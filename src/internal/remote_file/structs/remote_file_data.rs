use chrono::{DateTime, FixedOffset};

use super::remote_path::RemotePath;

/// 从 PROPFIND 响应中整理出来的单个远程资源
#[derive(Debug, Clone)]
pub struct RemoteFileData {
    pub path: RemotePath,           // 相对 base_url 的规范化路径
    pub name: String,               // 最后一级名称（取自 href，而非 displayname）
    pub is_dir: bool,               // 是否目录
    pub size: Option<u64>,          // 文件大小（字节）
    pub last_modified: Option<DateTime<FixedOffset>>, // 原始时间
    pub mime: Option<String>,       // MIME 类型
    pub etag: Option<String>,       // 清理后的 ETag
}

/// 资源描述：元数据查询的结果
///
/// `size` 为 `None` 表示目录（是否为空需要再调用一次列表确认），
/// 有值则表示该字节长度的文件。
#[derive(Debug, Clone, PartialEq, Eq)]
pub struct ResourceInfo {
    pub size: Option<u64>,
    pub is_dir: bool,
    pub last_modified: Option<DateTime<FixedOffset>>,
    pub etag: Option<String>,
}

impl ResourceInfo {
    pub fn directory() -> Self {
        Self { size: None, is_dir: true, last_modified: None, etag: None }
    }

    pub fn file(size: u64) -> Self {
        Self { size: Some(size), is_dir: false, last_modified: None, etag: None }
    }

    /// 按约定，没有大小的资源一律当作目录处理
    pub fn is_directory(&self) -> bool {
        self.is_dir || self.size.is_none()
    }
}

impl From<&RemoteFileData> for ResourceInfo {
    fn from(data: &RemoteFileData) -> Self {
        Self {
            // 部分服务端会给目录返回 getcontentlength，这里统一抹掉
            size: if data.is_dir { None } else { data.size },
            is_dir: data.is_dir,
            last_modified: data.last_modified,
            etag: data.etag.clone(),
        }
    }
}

==*==

WHAT IS EXPECTED: From the line containing "false, last_modified: None, etag: None" down to the last line, reproduce the records exactly. Include both ends.

WRITTEN RESPONSE:
        Self { size: Some(size), is_dir: false, last_modified: None, etag: None }
    }

    /// 按约定，没有大小的资源一律当作目录处理
    pub fn is_directory(&self) -> bool {
        self.is_dir || self.size.is_none()
    }
}

impl From<&RemoteFileData> for ResourceInfo {
    fn from(data: &RemoteFileData) -> Self {
        Self {
            // 部分服务端会给目录返回 getcontentlength，这里统一抹掉
            size: if data.is_dir { None } else { data.size },
            is_dir: data.is_dir,
            last_modified: data.last_modified,
            etag: data.etag.clone(),
        }
    }
}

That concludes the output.